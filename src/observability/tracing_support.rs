//! Tracing integration for structured logging and spans.

use super::events::{EventSink, TeeEvent};
use crate::task::TaskState;
use tracing::{Level, Span, span};

/// An [`EventSink`] that turns events into `tracing` records.
///
/// The library never installs a subscriber; applications do.
#[derive(Debug, Clone, Copy)]
pub struct TracingSink {
    /// Whether to log every broadcast chunk (at `TRACE`).
    pub chunk_events: bool,
}

impl Default for TracingSink {
    fn default() -> Self {
        Self {
            chunk_events: false, // One record per chunk is noisy
        }
    }
}

impl TracingSink {
    /// Log everything, including individual chunks.
    pub fn verbose() -> Self {
        Self { chunk_events: true }
    }
}

impl EventSink for TracingSink {
    fn emit(&self, event: &TeeEvent) {
        match event {
            TeeEvent::RunStarted { branches } => {
                tracing::info!(branches = branches, "tee run started");
            }
            TeeEvent::ConsumerStarted { branch } => {
                tracing::debug!(branch = branch, "consumer started");
            }
            TeeEvent::ConsumerFinished {
                branch,
                state: TaskState::Failed,
                error,
            } => {
                tracing::warn!(
                    branch = branch,
                    error = error.as_deref().unwrap_or("unknown"),
                    "consumer failed"
                );
            }
            TeeEvent::ConsumerFinished { branch, state, .. } => {
                tracing::debug!(branch = branch, state = ?state, "consumer finished");
            }
            TeeEvent::ChunkBroadcast { bytes, branches } => {
                if self.chunk_events {
                    tracing::trace!(bytes = bytes, branches = branches, "chunk broadcast");
                }
            }
            TeeEvent::BranchDetached { branch, reason } => {
                tracing::warn!(branch = branch, reason = %reason, "branch detached");
            }
            TeeEvent::SourceExhausted {
                total_bytes,
                chunks,
            } => {
                tracing::debug!(total_bytes = total_bytes, chunks = chunks, "source exhausted");
            }
            TeeEvent::DriveFailed { message } => {
                tracing::error!(error = %message, "drive loop failed");
            }
            TeeEvent::DeadlineElapsed { deadline } => {
                tracing::warn!(deadline = ?deadline, "deadline elapsed, cancelling branches");
            }
            TeeEvent::RunFinished { elapsed, succeeded } => {
                tracing::info!(
                    elapsed_ms = elapsed.as_millis() as u64,
                    succeeded = succeeded,
                    "tee run finished"
                );
            }
        }
    }
}

/// Create a span covering a whole run.
#[inline]
pub fn span_run(branches: usize) -> Span {
    span!(Level::INFO, "tee_run", branches = branches)
}

/// Create a span for a consumer task.
///
/// Consumer threads do not inherit the caller's span, so the parent is
/// passed explicitly.
#[inline]
pub fn span_branch(parent: &Span, branch: usize) -> Span {
    span!(parent: parent, Level::DEBUG, "branch", branch = branch)
}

######

ABOUT THIS TASK: Reproduce the data. Match each line exactly.

WRITTEN ANSWER:
filename src/observability/tracing_support.rs
//! Tracing integration for structured logging and spans.

use super::events::{EventSink, TeeEvent};
use crate::task::TaskState;
use tracing::{Level, Span, span};

/// An [`EventSink`] that turns events into `tracing` records.
///
/// The library never installs a subscriber; applications do.
#[derive(Debug, Clone, Copy)]
pub struct TracingSink {
    /// Whether to log every broadcast chunk (at `TRACE`).
    pub chunk_events: bool,
}

impl Default for TracingSink {
    fn default() -> Self {
        Self {
            chunk_events: false, // One record per chunk is noisy
        }
    }
}

impl TracingSink {
    /// Log everything, including individual chunks.
    pub fn verbose() -> Self {
        Self { chunk_events: true }
    }
}

impl EventSink for TracingSink {
    fn emit(&self, event: &TeeEvent) {
        match event {
            TeeEvent::RunStarted { branches } => {
                tracing::info!(branches = branches, "tee run started");
            }
            TeeEvent::ConsumerStarted { branch } => {
                tracing::debug!(branch = branch, "consumer started");
            }
            TeeEvent::ConsumerFinished {
                branch,
                state: TaskState::Failed,
                error,
            } => {
                tracing::warn!(
                    branch = branch,
                    error = error.as_deref().unwrap_or("unknown"),
                    "consumer failed"
                );
            }
            TeeEvent::ConsumerFinished { branch, state, .. } => {
                tracing::debug!(branch = branch, state = ?state, "consumer finished");
            }
            TeeEvent::ChunkBroadcast { bytes, branches } => {
                if self.chunk_events {
                    tracing::trace!(bytes = bytes, branches = branches, "chunk broadcast");
                }
            }
            TeeEvent::BranchDetached { branch, reason } => {
                tracing::warn!(branch = branch, reason = %reason, "branch detached");
            }
            TeeEvent::SourceExhausted {
                total_bytes,
                chunks,
            } => {
                tracing::debug!(total_bytes = total_bytes, chunks = chunks, "source exhausted");
            }
            TeeEvent::DriveFailed { message } => {
                tracing::error!(error = %message, "drive loop failed");
            }
            TeeEvent::DeadlineElapsed { deadline } => {
                tracing::warn!(deadline = ?deadline, "deadline elapsed, cancelling branches");
            }
            TeeEvent::RunFinished { elapsed, succeeded } => {
                tracing::info!(
                    elapsed_ms = elapsed.as_millis() as u64,
                    succeeded = succeeded,
                    "tee run finished"
                );
            }
        }
    }
}

/// Create a span covering a whole run.
#[inline]
pub fn span_run(branches: usize) -> Span {
    span!(Level::INFO, "tee_run", branches = branches)
}

/// Create a span for a consumer task.
///
/// Consumer threads do not inherit the caller's span, so the parent is
/// passed explicitly.
#[inline]
pub fn span_branch(parent: &Span, branch: usize) -> Span {
    span!(parent: parent, Level::DEBUG, "branch", branch = branch)
}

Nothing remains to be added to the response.